In addition, the prerequisites of several major changes in the world politics, economics, financial and cultural life can be found if analyzing the changes in the West Europe carefully, which calls for an all-embracing consideration of the West Europe in XIX and the specifics of its development.

It seems that there could not have been anything more romantic than the XIX-century England Victorian epoch. Introducing a whole world of refinement and elegance, the Victorian morals, though claimed by a number of people pretentious and fake (Pionke xvi), still seem to be an attempt on introducing certain flair of romantics into the prosaic world of the ordinary.

However, it is necessary to admit that the Victorian Romanism also enhanced the evolution of privacy ideas and the concept of private exchange of letters, which, in its turn, must have served as a powerful incentive for the further personal rights campaign and the development of post service secrecy.

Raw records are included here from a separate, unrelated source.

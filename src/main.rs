//! Operator CLI: verify a deposit and optionally check an exchange order.

use std::env;
use std::time::Duration;

use anyhow::{Context, Result};
use dotenvy::dotenv;
use tracing::{info, warn};
use tracing_subscriber::{EnvFilter, layer::SubscriberExt, util::SubscriberInitExt};

use instantswap::domain::{
    DEFAULT_TIMEOUT, ExchangeConfig, ExplorerConfig, NetworkType, TxVerifyRequest, Verification,
};
use instantswap::infra::{default_exchange_registry, default_explorer_registry};

/// Deposit to verify
struct VerifyConfig {
    tx_id: Option<String>,
    address: String,
    amount: f64,
    confirmations: u64,
    created_at: Option<i64>,
}

/// Exchange order to look up
struct OrderConfig {
    exchange: String,
    api_key: String,
    order_id: String,
}

/// CLI configuration
struct Config {
    explorer_symbol: String,
    explorer_network_type: Option<NetworkType>,
    explorer_api_key: Option<String>,
    explorer_api_base: Option<String>,
    verify: Option<VerifyConfig>,
    order: Option<OrderConfig>,
    timeout: Duration,
    debug_http: bool,
}

fn optional_var(name: &str) -> Option<String> {
    env::var(name).ok().map(|v| v.trim().to_string()).filter(|v| !v.is_empty())
}

impl Config {
    fn from_env() -> Result<Self> {
        let explorer_network_type = optional_var("EXPLORER_NETWORK_TYPE")
            .map(|v| v.parse::<NetworkType>().map_err(anyhow::Error::msg))
            .transpose()
            .context("EXPLORER_NETWORK_TYPE is invalid")?;
        let timeout = optional_var("HTTP_TIMEOUT_SECS")
            .map(|v| v.parse::<u64>().map(Duration::from_secs))
            .transpose()
            .context("HTTP_TIMEOUT_SECS must be a whole number of seconds")?
            .unwrap_or(DEFAULT_TIMEOUT);
        let debug_http = env::var("DEBUG_HTTP")
            .map(|v| v == "true" || v == "1")
            .unwrap_or(false);

        Ok(Self {
            explorer_symbol: optional_var("EXPLORER_SYMBOL").unwrap_or_default(),
            explorer_network_type,
            explorer_api_key: optional_var("EXPLORER_API_KEY"),
            explorer_api_base: optional_var("EXPLORER_API_BASE"),
            verify: Self::load_verify()?,
            order: Self::load_order()?,
            timeout,
            debug_http,
        })
    }

    fn load_verify() -> Result<Option<VerifyConfig>> {
        let Some(address) = optional_var("VERIFY_ADDRESS") else {
            return Ok(None);
        };
        let amount = optional_var("VERIFY_AMOUNT")
            .context("VERIFY_AMOUNT not set")?
            .parse::<f64>()
            .context("VERIFY_AMOUNT must be a number")?;
        let confirmations = optional_var("VERIFY_CONFIRMATIONS")
            .map(|v| v.parse::<u64>())
            .transpose()
            .context("VERIFY_CONFIRMATIONS must be a whole number")?
            .unwrap_or(1);
        let created_at = optional_var("VERIFY_CREATED_AT")
            .map(|v| v.parse::<i64>())
            .transpose()
            .context("VERIFY_CREATED_AT must be a unix timestamp")?;
        Ok(Some(VerifyConfig {
            tx_id: optional_var("VERIFY_TX_ID"),
            address,
            amount,
            confirmations,
            created_at,
        }))
    }

    fn load_order() -> Result<Option<OrderConfig>> {
        let Some(exchange) = optional_var("EXCHANGE_NAME") else {
            return Ok(None);
        };
        Ok(Some(OrderConfig {
            exchange,
            api_key: optional_var("EXCHANGE_API_KEY").context("EXCHANGE_API_KEY not set")?,
            order_id: optional_var("EXCHANGE_ORDER_ID").context("EXCHANGE_ORDER_ID not set")?,
        }))
    }

    fn explorer_config(&self) -> ExplorerConfig {
        let mut config = ExplorerConfig::new(self.explorer_symbol.clone())
            .with_timeout(self.timeout)
            .with_output(self.debug_http);
        if let Some(network_type) = self.explorer_network_type {
            config = config.with_network_type(network_type);
        }
        if let Some(api_key) = &self.explorer_api_key {
            config = config.with_api_key(api_key.clone());
        }
        if let Some(api_base) = &self.explorer_api_base {
            config = config.with_api_base(api_base.clone());
        }
        config
    }
}

fn init_tracing() {
    let env_filter = EnvFilter::try_from_default_env()
        .unwrap_or_else(|_| EnvFilter::new("info,instantswap=debug"));

    let json = env::var("LOG_FORMAT").is_ok_and(|v| v.eq_ignore_ascii_case("json"));
    let registry = tracing_subscriber::registry().with(env_filter);
    if json {
        registry.with(tracing_subscriber::fmt::layer().json()).init();
    } else {
        registry.with(tracing_subscriber::fmt::layer()).init();
    }
}

async fn run_verification(config: &Config, verify: &VerifyConfig) -> Result<()> {
    let explorer = default_explorer_registry()
        .resolve(config.explorer_config())
        .context("Failed to build explorer")?;
    info!(
        explorer = explorer.name(),
        address = %verify.address,
        amount = verify.amount,
        "Verifying deposit"
    );

    let mut request = TxVerifyRequest::new(verify.address.clone(), verify.amount, verify.confirmations);
    if let Some(tx_id) = &verify.tx_id {
        request = request.with_tx_id(tx_id.clone());
    }
    if let Some(created_at) = verify.created_at {
        request = request.with_created_at(created_at);
    }

    let verification = explorer
        .verify_transaction(&request)
        .await
        .context("Verification failed")?;
    match &verification {
        Verification::Verified(tx) => info!(
            hash = %tx.hash,
            missing = %tx.missing_amount,
            missing_percent = tx.missing_percent,
            "Deposit verified"
        ),
        Verification::AwaitingConfirmations { .. } => warn!("{}", verification),
    }
    println!("{}", serde_json::to_string_pretty(&verification)?);
    Ok(())
}

async fn run_order_info(config: &Config, order: &OrderConfig) -> Result<()> {
    let exchange_config = ExchangeConfig::new(order.api_key.clone())
        .with_timeout(config.timeout)
        .with_debug(config.debug_http);
    let exchange = default_exchange_registry()
        .resolve(&order.exchange, exchange_config)
        .context("Failed to build exchange")?;

    let info = exchange
        .order_info(&order.order_id, &[])
        .await
        .with_context(|| format!("Failed to fetch order {}", order.order_id))?;
    info!(
        exchange = exchange.name(),
        order_id = %order.order_id,
        status = %info.status,
        internal_status = %info.internal_status,
        "Order status"
    );
    println!("{}", serde_json::to_string_pretty(&info)?);
    Ok(())
}

#[tokio::main]
async fn main() -> Result<()> {
    dotenv().ok();
    init_tracing();

    let config = Config::from_env()?;
    if config.verify.is_none() && config.order.is_none() {
        anyhow::bail!("Nothing to do: set VERIFY_ADDRESS and/or EXCHANGE_NAME");
    }

    if let Some(verify) = &config.verify {
        run_verification(&config, verify).await?;
    }
    if let Some(order) = &config.order {
        run_order_info(&config, order).await?;
    }
    Ok(())
}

According to Pionke, the Victorian epoch neglected the privacy rules until a certain event that served as a turning point of the Victorian mail history:

Welsh observes that Victorian novels with blackmail plots often endorse not a revelation, but a reconcealing, of the truth as the proper and of ethical behavior whereas Vincent uses the Post Office scandal of 1844 – when it was discovered that the Post Office regularly opened suspicious mail, including potentially that of radical MPs – as an introduction to ways in which certain forms of information were concealed from public in the name of national security. (xvii)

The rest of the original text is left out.